後半、ヨンチョルのゴールが2つ。これはどちらも逆襲の形から。といってカウンター速攻じゃないんだなぁ。速攻が難しいと見るやポゼッションに切り替え、崩して奪った。ヨンチョルのセンスと共に称賛すべきは、ミシェウのクリエイティビティー(創造性)だ。決定的なラストパスを送った。56分と66分の歓喜。ビッグスワンが最高の雰囲気に包まれる。
そのまま戦意喪失かと思われた川崎がロスタイム、1点返したのを忘れたくない。疲労ということならピークでしょう。2年続けて「準優勝」に終わり、僅差で栄冠を逃した経験ってのはダテじゃないです。優勝するにはどんなに頑張らなきゃいけないか身にしみている。
新潟はミスからボールを奪われた。結果を見れば完勝だけど、ロスタイム、あとほんのわずか不運が重なったらドローにもなり得るエンディングでした。完勝の試合に水をさすようで気が引けるけど、上を目指すんだったら甘くないですよ。死力をふりしぼった川崎に学ぶことは多いと思います。
附記1、で、試合後、「ムーンライトえちご」で帰京した青春18フルコースでした。こう、又ひとつ経験値が上がった気がします。チャレンジしてよかった。行きも帰りも川崎サポと一緒で(青島食堂店内でも!)、彼らの頑張りも大したもんだと思った。彼らは何度はね返されてもスワンへやって来るでしょう。何度でもはね返してあげてください。
2、スプリンクラーの誤作動で、2年続けて川崎サポーター席へ水がかかってしまった一件は残念ですね。
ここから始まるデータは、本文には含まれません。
//! Observed-series text files.
//!
//! Two-column delimited text with a header row: a date, then a value. The
//! delimiter is sniffed from the header (semicolon, tab, else comma).

use std::fs;
use std::path::Path;

use chrono::{NaiveDate, NaiveDateTime};
use csv::{ReaderBuilder, Trim};
use hydroscope_series::Series;
use tracing::debug;

use crate::error::IoError;

/// Name given to series read by [`read_observed`].
pub const OBSERVED_NAME: &str = "observed";

const DATETIME_FORMATS: &[&str] = &["%d/%m/%Y %H:%M:%S", "%d/%m/%Y %H:%M", "%Y-%m-%d %H:%M:%S"];
const DATE_FORMATS: &[&str] = &["%d/%m/%Y", "%Y-%m-%d"];

/// Reads an observed series from `path`.
///
/// Rows are sorted by date; when a date repeats the later row wins. Empty
/// and `NaN` values are kept as missing.
///
/// # Errors
///
/// Returns [`IoError::FileNotFound`], [`IoError::Io`], or
/// [`IoError::Parse`] naming the first malformed line.
pub fn read_observed(path: &Path) -> Result<Series, IoError> {
    if !path.exists() {
        return Err(IoError::FileNotFound {
            path: path.to_path_buf(),
        });
    }
    let text = fs::read_to_string(path).map_err(|e| IoError::Io {
        path: path.to_path_buf(),
        reason: e.to_string(),
    })?;
    parse_observed(&text, path)
}

/// Parses observed-series text. `path` is only used in error messages.
pub fn parse_observed(text: &str, path: &Path) -> Result<Series, IoError> {
    let header = text.lines().next().unwrap_or_default();
    let delimiter = sniff_delimiter(header);

    let mut reader = ReaderBuilder::new()
        .has_headers(true)
        .delimiter(delimiter)
        .flexible(true)
        .trim(Trim::All)
        .from_reader(text.as_bytes());

    let mut pairs = Vec::new();
    for record in reader.records() {
        let record = record?;
        let line = record.position().map_or(0, |p| p.line() as usize);
        let parse_err = |reason: String| IoError::Parse {
            path: path.to_path_buf(),
            line,
            reason,
        };

        if record.iter().all(str::is_empty) {
            continue;
        }
        let (Some(date), Some(value)) = (record.get(0), record.get(1)) else {
            return Err(parse_err("expected a date and a value".to_string()));
        };
        let time = parse_date(date).ok_or_else(|| parse_err(format!("invalid date '{date}'")))?;
        let value = parse_value(value).ok_or_else(|| parse_err(format!("invalid value '{value}'")))?;
        pairs.push((time, value));
    }

    if pairs.is_empty() {
        return Err(IoError::Parse {
            path: path.to_path_buf(),
            line: 1,
            reason: "no observations".to_string(),
        });
    }

    let series = Series::from_unsorted(OBSERVED_NAME, pairs);
    debug!(path = %path.display(), n = series.len(), "read observed series");
    Ok(series)
}

fn sniff_delimiter(header: &str) -> u8 {
    if header.contains(';') {
        b';'
    } else if header.contains('\t') {
        b'\t'
    } else {
        b','
    }
}

fn parse_date(text: &str) -> Option<NaiveDateTime> {
    DATETIME_FORMATS
        .iter()
        .find_map(|fmt| NaiveDateTime::parse_from_str(text, fmt).ok())
        .or_else(|| {
            DATE_FORMATS
                .iter()
                .find_map(|fmt| NaiveDate::parse_from_str(text, fmt).ok())
                .and_then(|d| d.and_hms_opt(0, 0, 0))
        })
}

fn parse_value(text: &str) -> Option<f64> {
    if text.is_empty() || text.eq_ignore_ascii_case("nan") {
        return Some(f64::NAN);
    }
    text.parse().ok()
}

#[cfg(test)]
mod tests {
    use approx::assert_relative_eq;

    use super::*;

    fn day(y: i32, m: u32, d: u32) -> NaiveDateTime {
        NaiveDate::from_ymd_opt(y, m, d)
            .unwrap()
            .and_hms_opt(0, 0, 0)
            .unwrap()
    }

    fn parse(text: &str) -> Result<Series, IoError> {
        parse_observed(text, Path::new("obs.csv"))
    }

    #[test]
    fn day_first_dates_sorted() {
        let s = parse("date,flow\n03/01/2000,3.5\n01/01/2000,1.5\n02/01/2000,2.5\n").unwrap();
        assert_eq!(s.name(), OBSERVED_NAME);
        assert_eq!(s.times(), &[day(2000, 1, 1), day(2000, 1, 2), day(2000, 1, 3)]);
        assert_eq!(s.values(), &[1.5, 2.5, 3.5]);
    }

    #[test]
    fn duplicate_dates_keep_last() {
        let s = parse("date,flow\n01/01/2000,1\n01/01/2000,9\n").unwrap();
        assert_eq!(s.len(), 1);
        assert_relative_eq!(s.values()[0], 9.0);
    }

    #[test]
    fn semicolon_and_iso_dates() {
        let s = parse("date;flow\n2001-02-03;4.0\n").unwrap();
        assert_eq!(s.times(), &[day(2001, 2, 3)]);
    }

    #[test]
    fn missing_values_are_nan() {
        let s = parse("date,flow\n01/01/2000,\n02/01/2000,NaN\n03/01/2000,1\n").unwrap();
        assert!(s.values()[0].is_nan());
        assert!(s.values()[1].is_nan());
    }

    #[test]
    fn extra_columns_ignored() {
        let s = parse("date,flow,quality\n01/01/2000,2.0,G\n").unwrap();
        assert_eq!(s.values(), &[2.0]);
    }

    #[test]
    fn bad_date_reports_line() {
        let err = parse("date,flow\n01/01/2000,1\n31/02/2000,2\n").unwrap_err();
        match err {
            IoError::Parse { line, reason, .. } => {
                assert_eq!(line, 3);
                assert!(reason.contains("31/02/2000"));
            }
            other => panic!("expected IoError::Parse, got {other:?}"),
        }
    }

    #[test]
    fn bad_value_is_error() {
        assert!(matches!(
            parse("date,flow\n01/01/2000,high\n"),
            Err(IoError::Parse { .. })
        ));
    }

    #[test]
    fn single_column_is_error() {
        assert!(matches!(parse("date\n01/01/2000\n"), Err(IoError::Parse { .. })));
    }

    #[test]
    fn header_only_is_error() {
        assert!(matches!(parse("date,flow\n"), Err(IoError::Parse { .. })));
    }

    #[test]
    fn missing_file() {
        let err = read_observed(Path::new("/nonexistent/obs.csv")).unwrap_err();
        assert!(matches!(err, IoError::FileNotFound { .. }));
    }
}
//! Error types for hydroscope-io.

use std::path::PathBuf;

/// Error type for all fallible operations in the hydroscope-io crate.
///
/// Covers missing files, array-store failures, malformed text inputs and
/// shape problems found while reading model output.
#[derive(Debug, thiserror::Error)]
pub enum IoError {
    /// Returned when a required file does not exist on disk.
    #[error("file not found: {}", path.display())]
    FileNotFound {
        /// Path that could not be found.
        path: PathBuf,
    },

    /// Wraps an error originating from the NetCDF library.
    #[error("netcdf error: {reason}")]
    Netcdf {
        /// Description of the underlying NetCDF failure.
        reason: String,
    },

    /// Wraps an error from reading or writing an ordinary file.
    #[error("i/o error on {}: {reason}", path.display())]
    Io {
        /// File being read or written.
        path: PathBuf,
        /// Description of the underlying failure.
        reason: String,
    },

    /// Wraps an error from the CSV reader or writer.
    #[error("csv error: {reason}")]
    Csv {
        /// Description of the underlying CSV failure.
        reason: String,
    },

    /// Wraps an error originating from the hydroscope-calendar crate.
    #[error("calendar error: {reason}")]
    Calendar {
        /// Description of the underlying calendar failure.
        reason: String,
    },

    /// Wraps an error originating from the hydroscope-series crate.
    #[error("series error: {reason}")]
    Series {
        /// Description of the underlying series failure.
        reason: String,
    },

    /// Returned when one or more validation checks fail.
    #[error("{count} validation error(s): {details}")]
    Validation {
        /// Number of accumulated validation failures.
        count: usize,
        /// Human-readable summary of the failures.
        details: String,
    },

    /// Returned when a required array is not present in the store.
    #[error("array '{name}' not found in {source_name}")]
    MissingVariable {
        /// Path of the missing array inside the store.
        name: String,
        /// Store that was inspected.
        source_name: String,
    },

    /// Returned when an array or dimension has an unexpected size.
    #[error("dimension '{name}' mismatch: expected {expected}, got {got}")]
    DimensionMismatch {
        /// Name of the dimension.
        name: String,
        /// Expected size.
        expected: usize,
        /// Actual size.
        got: usize,
    },

    /// Returned when a line of a text input cannot be parsed.
    #[error("parse failure in {} at line {line}: {reason}", path.display())]
    Parse {
        /// File being parsed.
        path: PathBuf,
        /// 1-based line number.
        line: usize,
        /// What was wrong with the line.
        reason: String,
    },
}

impl From<netcdf::Error> for IoError {
    fn from(e: netcdf::Error) -> Self {
        IoError::Netcdf {
            reason: e.to_string(),
        }
    }
}

impl From<csv::Error> for IoError {
    fn from(e: csv::Error) -> Self {
        IoError::Csv {
            reason: e.to_string(),
        }
    }
}

impl From<hydroscope_calendar::CalendarError> for IoError {
    fn from(e: hydroscope_calendar::CalendarError) -> Self {
        IoError::Calendar {
            reason: e.to_string(),
        }
    }
}

impl From<hydroscope_series::SeriesError> for IoError {
    fn from(e: hydroscope_series::SeriesError) -> Self {
        IoError::Series {
            reason: e.to_string(),
        }
    }
}
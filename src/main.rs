mod cli;
mod config;
mod convert;
mod discharge_cmd;
mod export_cmd;
mod info_cmd;
mod logging;
mod map_cmd;
mod series_cmd;
mod session;

use std::path::Path;
use std::process;

use anyhow::Result;
use clap::Parser;

use crate::cli::{Cli, Command};

fn main() {
    let cli = Cli::parse();
    logging::init(cli.verbose);

    if let Err(e) = run(&cli.config, cli.command) {
        eprintln!("Error: {e:#}");
        process::exit(1);
    }
}

fn run(config: &Path, command: Command) -> Result<()> {
    match command {
        Command::Info(args) => info_cmd::run(config, args),
        Command::Series(args) => series_cmd::run(config, args),
        Command::Map(args) => map_cmd::run(config, args),
        Command::Discharge(args) => discharge_cmd::run(config, args),
        Command::Export(args) => export_cmd::run(config, args),
    }
}
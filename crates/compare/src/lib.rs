//! # hydroscope-compare
//!
//! Compare several runs of a distributed hydrological model.
//!
//! A [`Session`] holds the loaded [`Model`]s, the current selection
//! (variable, element, time step, zoom, difference model) and an optional
//! observed overlay. From these it builds:
//!
//! - a [`PlotFrame`]: one line per model, or the active model minus
//!   another, scored against the overlay over the visible window;
//! - a [`MapFrame`]: every element's value at the selected time step;
//! - a CSV export of the selected element.
//!
//! ```ignore
//! let model = Model::load(&ModelConfig::new("output.h5", "dem.asc"))?;
//! let mut session = Session::new(model, ViewConfig::default())?;
//! session.select_variable(VariableId::PhreaticDepth)?;
//! session.load_observed(Path::new("borehole.csv"))?;
//! let frame = session.plot_frame()?;
//! ```

mod comparator;
mod config;
mod error;
mod export;
mod map;
mod model;
mod plot;
mod session;

pub use comparator::{collect, difference, discharge_series, model_at};
pub use config::{ModelConfig, ViewConfig};
pub use error::CompareError;
pub use export::{export_header, export_series};
pub use map::{MapFrame, colour_range, map_frame};
pub use model::Model;
pub use plot::{
    DISCHARGE_LABEL, OUTLET_TITLE, PlotFrame, PlotLine, PlotRequest, element_title, outlet_frame,
    plot_frame,
};
pub use session::{InteractionMode, Selection, Session};
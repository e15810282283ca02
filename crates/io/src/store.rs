//! The read-only array store boundary.
//!
//! Model output is addressed by slash-separated paths such as
//! `CONSTANTS/number` or `VARIABLES/  2 ph_depth/value`. Every array is
//! surfaced as `f64`; integer tables (element numbering, bank lists) are
//! converted on read.

use std::sync::Arc;

use ndarray::ArrayD;

use crate::error::IoError;

/// Group holding static per-element tables.
pub const CONSTANTS: &str = "CONSTANTS";
/// Group holding one subgroup per output variable.
pub const VARIABLES: &str = "VARIABLES";

/// An array read from the store together with its `units` attribute.
#[derive(Debug, Clone, PartialEq)]
pub struct StoredArray {
    pub values: ArrayD<f64>,
    pub units: Option<String>,
}

impl StoredArray {
    pub fn new(values: ArrayD<f64>) -> Self {
        Self {
            values,
            units: None,
        }
    }

    pub fn with_units(mut self, units: impl Into<String>) -> Self {
        self.units = Some(units.into());
        self
    }

    pub fn shape(&self) -> &[usize] {
        self.values.shape()
    }
}

/// Random-access, read-only view of one model's output.
///
/// Reads are idempotent and may be issued from any thread. Implementations
/// may cache arrays, so repeated reads of the same path are cheap.
pub trait ArrayStore: Send + Sync {
    /// Short description used in logs and errors, usually the file path.
    fn source_name(&self) -> String;

    /// Whether an array exists at `path`.
    fn contains(&self, path: &str) -> bool;

    /// Reads the whole array at `path`.
    ///
    /// # Errors
    ///
    /// Returns [`IoError::MissingVariable`] if there is no array at `path`.
    fn read(&self, path: &str) -> Result<Arc<StoredArray>, IoError>;

    /// Names of the direct subgroups of `group`, in storage order.
    fn subgroups(&self, group: &str) -> Result<Vec<String>, IoError>;

    /// Reads `CONSTANTS/<name>`.
    fn constant(&self, name: &str) -> Result<Arc<StoredArray>, IoError> {
        self.read(&format!("{CONSTANTS}/{name}"))
    }

    /// Locates the `VARIABLES` subgroup holding `storage_name`.
    ///
    /// Subgroup names carry a numeric prefix and padding, for example
    /// `"  2 ph_depth"`; the match is on what follows the prefix.
    fn variable_group(&self, storage_name: &str) -> Result<Option<String>, IoError> {
        Ok(self
            .subgroups(VARIABLES)?
            .into_iter()
            .find(|group| strip_ordinal(group) == storage_name))
    }
}

/// The variable name inside a padded `"<n> <name>"` group name.
pub fn strip_ordinal(group: &str) -> &str {
    let trimmed = group.trim();
    match trimmed.split_once(' ') {
        Some((prefix, rest)) if prefix.chars().all(|c| c.is_ascii_digit()) => rest.trim(),
        _ => trimmed,
    }
}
あのときピッチサイドのカメラマンさんも直撃を食らいかけたんです。(←逃げてましたけど)本当にびっくりでした。
3、帰りに新潟駅で僕を見かけて「ガチャガチャの三門ストラップ」をくれた方、僕がもらってよかったんでしょうか。かばんからどう見てもガチャガチャのプラ容器を出して、「はい」ってくれたとき、鬼退治について行きそうになりました。確か福島の方で、大学時代を新潟で過ごされたということでした。(三門ストラップなしで)福島へ帰られたんだと思います。
えのきどいちろう
1959/8/13生 秋田県出身。中央大学経済学部卒。コラムニスト。
大学時代に仲間と創刊した『中大パンチ』をきっかけに商業誌デビュー。以来、語りかけられるように書き出されるその文体で莫大な数の原稿を執筆し続ける。2002年日韓ワールドカップの開催前から開催期までスカイパーフェクTV!で連日放送された「ワールドカップジャーナル」のキャスターを務め、台本なしの生放送でサッカーを語り続け、その姿を日本中のサッカーファンが見守った。
アルビレックス新潟サポータースソングCD(2004年版)に掲載されたコラム「沼垂白山」や、msnでの当時の反町監督インタビューコラムなど、まさにサポーターと一緒の立ち位置で、見て、感じて、書いた文章はサポーターに多くの共感を得た。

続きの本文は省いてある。